++++ Material to process ++++

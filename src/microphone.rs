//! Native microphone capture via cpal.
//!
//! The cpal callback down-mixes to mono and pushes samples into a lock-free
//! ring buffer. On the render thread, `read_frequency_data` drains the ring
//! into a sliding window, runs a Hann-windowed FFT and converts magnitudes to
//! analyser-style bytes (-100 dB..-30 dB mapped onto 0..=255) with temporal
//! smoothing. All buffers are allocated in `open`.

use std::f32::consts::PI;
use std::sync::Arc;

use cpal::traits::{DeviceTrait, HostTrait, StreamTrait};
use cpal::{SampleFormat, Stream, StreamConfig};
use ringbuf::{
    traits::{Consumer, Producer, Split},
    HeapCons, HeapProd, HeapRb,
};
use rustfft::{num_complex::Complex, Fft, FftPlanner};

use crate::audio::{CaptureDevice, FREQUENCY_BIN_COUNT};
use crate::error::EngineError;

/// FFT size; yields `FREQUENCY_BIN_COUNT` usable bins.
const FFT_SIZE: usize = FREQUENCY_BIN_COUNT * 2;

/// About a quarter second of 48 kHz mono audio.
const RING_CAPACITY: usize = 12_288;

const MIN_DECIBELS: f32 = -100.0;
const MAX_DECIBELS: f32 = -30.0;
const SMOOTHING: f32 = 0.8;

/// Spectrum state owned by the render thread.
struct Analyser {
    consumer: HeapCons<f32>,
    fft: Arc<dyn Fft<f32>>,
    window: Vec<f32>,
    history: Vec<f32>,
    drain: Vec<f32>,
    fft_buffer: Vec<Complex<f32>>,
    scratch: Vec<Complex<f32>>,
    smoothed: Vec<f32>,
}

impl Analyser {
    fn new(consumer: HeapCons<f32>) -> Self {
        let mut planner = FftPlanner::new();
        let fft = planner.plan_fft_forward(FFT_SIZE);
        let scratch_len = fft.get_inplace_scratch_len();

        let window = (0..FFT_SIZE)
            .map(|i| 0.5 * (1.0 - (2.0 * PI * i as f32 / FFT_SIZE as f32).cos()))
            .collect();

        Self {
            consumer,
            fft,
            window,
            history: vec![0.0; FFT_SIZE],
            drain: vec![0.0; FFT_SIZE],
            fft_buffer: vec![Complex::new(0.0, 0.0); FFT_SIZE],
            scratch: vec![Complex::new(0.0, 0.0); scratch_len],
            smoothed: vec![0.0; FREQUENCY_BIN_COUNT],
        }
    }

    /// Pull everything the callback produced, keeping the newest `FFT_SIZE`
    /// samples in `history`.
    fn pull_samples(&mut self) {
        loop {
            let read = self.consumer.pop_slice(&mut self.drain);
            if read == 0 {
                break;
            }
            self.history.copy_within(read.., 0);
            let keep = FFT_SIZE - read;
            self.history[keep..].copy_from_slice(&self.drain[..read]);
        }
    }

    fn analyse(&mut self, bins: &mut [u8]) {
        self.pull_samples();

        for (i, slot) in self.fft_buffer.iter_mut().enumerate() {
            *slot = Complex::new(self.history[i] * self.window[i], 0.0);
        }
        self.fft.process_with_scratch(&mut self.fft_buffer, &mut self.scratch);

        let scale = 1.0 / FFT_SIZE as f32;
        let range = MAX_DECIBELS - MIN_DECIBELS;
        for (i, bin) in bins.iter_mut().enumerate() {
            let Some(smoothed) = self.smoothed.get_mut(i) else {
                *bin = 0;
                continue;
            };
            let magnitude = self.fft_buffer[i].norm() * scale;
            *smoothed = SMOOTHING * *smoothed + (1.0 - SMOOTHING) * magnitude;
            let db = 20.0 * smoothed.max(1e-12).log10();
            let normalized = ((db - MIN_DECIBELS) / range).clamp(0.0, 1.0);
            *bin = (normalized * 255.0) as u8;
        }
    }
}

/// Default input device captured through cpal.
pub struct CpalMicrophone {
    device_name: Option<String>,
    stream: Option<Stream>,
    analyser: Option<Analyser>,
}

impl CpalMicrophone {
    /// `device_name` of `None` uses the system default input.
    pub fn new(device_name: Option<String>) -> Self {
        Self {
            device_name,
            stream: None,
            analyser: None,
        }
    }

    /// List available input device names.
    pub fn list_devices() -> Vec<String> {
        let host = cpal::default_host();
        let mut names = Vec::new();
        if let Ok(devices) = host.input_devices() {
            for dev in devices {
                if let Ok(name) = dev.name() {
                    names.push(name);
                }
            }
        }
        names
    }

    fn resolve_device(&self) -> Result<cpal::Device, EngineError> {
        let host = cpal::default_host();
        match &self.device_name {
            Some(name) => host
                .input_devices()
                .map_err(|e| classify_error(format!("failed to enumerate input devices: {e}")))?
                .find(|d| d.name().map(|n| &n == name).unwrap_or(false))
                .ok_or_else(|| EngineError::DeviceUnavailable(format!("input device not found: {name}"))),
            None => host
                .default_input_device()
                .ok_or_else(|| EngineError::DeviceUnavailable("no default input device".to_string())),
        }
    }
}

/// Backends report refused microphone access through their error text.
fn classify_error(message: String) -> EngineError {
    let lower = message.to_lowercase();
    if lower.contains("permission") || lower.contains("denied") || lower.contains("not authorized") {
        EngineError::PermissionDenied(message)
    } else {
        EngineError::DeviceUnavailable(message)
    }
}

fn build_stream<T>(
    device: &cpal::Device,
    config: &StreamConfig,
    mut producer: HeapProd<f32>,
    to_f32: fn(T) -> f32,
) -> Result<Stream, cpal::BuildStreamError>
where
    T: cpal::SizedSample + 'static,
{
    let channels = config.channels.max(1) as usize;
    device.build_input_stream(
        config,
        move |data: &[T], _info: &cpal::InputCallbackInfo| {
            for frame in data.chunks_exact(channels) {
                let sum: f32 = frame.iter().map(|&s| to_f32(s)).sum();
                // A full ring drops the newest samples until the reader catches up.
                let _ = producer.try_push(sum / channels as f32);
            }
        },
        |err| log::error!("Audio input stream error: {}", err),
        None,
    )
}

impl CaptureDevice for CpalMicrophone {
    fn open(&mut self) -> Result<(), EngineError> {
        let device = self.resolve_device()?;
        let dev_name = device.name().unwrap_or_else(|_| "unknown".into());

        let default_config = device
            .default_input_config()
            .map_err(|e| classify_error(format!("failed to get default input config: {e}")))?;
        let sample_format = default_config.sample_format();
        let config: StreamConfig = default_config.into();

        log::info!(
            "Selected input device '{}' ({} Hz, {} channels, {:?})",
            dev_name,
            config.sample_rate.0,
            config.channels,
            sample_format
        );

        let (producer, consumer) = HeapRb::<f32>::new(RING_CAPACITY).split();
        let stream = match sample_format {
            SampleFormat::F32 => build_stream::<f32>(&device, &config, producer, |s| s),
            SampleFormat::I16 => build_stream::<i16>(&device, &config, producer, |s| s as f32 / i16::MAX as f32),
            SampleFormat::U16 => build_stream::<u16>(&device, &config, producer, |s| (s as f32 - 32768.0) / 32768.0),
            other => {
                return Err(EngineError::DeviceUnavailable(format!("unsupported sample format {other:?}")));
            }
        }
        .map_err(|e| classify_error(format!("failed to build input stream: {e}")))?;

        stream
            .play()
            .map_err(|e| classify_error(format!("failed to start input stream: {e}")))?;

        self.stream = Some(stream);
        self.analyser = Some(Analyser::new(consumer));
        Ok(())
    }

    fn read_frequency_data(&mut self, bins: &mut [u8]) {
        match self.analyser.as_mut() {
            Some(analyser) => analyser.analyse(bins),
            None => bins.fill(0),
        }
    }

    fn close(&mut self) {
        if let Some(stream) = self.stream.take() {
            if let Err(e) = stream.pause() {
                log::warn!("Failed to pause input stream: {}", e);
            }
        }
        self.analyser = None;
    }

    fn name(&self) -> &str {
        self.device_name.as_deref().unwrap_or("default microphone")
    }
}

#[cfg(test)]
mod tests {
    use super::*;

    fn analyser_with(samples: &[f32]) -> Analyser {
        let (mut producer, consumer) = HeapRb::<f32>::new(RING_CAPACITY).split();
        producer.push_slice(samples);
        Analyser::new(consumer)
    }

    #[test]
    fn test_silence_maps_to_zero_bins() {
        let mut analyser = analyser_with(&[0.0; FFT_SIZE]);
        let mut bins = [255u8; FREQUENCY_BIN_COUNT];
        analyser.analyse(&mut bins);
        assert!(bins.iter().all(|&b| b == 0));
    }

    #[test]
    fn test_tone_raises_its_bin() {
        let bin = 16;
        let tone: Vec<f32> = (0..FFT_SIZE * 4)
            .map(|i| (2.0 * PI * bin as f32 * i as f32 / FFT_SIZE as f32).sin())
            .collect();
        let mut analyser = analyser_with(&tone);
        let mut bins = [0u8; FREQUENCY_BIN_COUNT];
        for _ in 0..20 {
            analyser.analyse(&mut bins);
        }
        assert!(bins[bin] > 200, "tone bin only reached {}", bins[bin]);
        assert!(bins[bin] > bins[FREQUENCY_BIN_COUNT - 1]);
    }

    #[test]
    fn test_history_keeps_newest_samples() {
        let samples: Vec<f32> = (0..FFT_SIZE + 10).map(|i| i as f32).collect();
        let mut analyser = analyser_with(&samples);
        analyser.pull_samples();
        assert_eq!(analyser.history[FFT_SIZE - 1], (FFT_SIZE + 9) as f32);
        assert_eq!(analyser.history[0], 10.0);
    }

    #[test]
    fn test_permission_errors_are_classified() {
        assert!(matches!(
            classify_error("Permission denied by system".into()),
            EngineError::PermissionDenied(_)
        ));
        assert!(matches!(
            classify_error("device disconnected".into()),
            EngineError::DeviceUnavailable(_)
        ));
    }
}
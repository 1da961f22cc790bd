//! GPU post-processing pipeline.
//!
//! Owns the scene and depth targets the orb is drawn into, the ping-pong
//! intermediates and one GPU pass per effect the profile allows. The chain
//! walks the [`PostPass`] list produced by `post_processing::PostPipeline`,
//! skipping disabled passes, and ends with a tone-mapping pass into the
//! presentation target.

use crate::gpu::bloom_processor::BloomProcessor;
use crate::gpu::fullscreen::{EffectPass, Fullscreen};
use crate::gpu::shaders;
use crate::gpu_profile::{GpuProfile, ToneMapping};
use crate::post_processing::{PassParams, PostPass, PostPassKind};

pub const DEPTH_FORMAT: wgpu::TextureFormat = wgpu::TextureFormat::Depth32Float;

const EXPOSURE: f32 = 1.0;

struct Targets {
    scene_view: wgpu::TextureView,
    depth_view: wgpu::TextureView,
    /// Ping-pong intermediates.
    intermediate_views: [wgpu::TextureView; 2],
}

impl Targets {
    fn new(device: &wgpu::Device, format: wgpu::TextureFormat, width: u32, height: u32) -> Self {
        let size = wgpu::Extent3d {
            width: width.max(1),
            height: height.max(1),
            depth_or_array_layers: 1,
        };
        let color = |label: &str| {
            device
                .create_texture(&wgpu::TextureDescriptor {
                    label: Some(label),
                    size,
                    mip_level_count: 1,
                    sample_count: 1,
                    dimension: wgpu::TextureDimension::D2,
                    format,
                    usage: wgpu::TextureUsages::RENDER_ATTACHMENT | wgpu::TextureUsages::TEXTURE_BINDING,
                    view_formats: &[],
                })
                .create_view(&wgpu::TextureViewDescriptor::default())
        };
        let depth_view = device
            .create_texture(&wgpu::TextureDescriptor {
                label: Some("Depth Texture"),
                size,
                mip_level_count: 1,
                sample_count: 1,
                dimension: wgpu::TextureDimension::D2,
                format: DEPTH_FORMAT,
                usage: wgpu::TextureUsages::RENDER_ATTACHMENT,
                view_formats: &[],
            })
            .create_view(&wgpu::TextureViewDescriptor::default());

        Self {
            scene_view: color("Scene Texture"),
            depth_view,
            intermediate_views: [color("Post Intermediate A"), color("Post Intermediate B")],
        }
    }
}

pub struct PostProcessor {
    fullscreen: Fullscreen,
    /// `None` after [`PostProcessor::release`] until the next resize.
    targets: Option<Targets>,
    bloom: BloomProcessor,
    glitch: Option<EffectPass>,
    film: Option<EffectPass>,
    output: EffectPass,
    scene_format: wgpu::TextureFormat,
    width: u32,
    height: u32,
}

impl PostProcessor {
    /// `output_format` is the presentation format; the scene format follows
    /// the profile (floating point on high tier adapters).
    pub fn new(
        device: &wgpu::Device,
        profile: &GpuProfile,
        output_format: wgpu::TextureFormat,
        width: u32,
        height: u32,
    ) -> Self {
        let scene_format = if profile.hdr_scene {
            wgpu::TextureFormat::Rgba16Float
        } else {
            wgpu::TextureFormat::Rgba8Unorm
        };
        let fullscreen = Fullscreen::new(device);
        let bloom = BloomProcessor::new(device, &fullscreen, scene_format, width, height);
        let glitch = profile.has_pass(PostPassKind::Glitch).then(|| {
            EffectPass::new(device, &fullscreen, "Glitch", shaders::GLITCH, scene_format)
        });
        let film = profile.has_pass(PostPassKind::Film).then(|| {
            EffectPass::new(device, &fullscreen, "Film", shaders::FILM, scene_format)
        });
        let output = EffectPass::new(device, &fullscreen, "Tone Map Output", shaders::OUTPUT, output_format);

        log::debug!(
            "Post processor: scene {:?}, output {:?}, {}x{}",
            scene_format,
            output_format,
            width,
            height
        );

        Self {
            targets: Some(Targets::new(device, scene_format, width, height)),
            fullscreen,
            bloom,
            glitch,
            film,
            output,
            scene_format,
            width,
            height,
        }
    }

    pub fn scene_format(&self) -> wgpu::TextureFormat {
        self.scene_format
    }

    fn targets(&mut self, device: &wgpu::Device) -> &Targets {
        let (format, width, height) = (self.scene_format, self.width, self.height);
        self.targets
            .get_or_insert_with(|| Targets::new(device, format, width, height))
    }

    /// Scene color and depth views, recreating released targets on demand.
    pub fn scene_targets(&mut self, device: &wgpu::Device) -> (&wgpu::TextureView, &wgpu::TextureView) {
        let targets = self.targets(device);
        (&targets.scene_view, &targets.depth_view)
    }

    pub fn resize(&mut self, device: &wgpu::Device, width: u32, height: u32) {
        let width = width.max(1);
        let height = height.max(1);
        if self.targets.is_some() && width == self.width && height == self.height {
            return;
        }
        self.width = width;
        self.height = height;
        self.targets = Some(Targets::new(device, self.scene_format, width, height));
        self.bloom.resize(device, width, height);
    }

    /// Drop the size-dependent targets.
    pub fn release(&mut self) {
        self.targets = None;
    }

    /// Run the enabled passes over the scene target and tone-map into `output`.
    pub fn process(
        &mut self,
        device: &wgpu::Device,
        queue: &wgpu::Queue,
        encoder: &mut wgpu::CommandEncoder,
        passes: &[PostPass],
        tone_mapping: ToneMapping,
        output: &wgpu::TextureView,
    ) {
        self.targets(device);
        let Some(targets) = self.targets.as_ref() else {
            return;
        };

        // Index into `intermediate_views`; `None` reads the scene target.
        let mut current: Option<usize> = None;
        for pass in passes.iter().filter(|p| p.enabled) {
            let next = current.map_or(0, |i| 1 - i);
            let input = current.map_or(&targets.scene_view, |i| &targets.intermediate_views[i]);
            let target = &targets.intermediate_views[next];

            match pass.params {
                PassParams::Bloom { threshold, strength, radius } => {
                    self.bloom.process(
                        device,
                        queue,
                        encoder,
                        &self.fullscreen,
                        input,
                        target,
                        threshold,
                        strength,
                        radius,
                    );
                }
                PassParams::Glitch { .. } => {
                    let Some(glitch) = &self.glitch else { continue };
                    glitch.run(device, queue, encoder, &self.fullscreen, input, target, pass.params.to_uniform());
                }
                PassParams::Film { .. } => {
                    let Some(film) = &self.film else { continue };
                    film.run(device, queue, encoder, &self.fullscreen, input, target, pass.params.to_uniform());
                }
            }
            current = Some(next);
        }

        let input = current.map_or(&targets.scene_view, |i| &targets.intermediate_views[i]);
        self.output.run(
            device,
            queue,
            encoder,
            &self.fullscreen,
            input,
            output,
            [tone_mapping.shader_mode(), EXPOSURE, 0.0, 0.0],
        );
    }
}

++++

Say how many lines of the data include the word "threshold". Nothing other than the number should be given.

2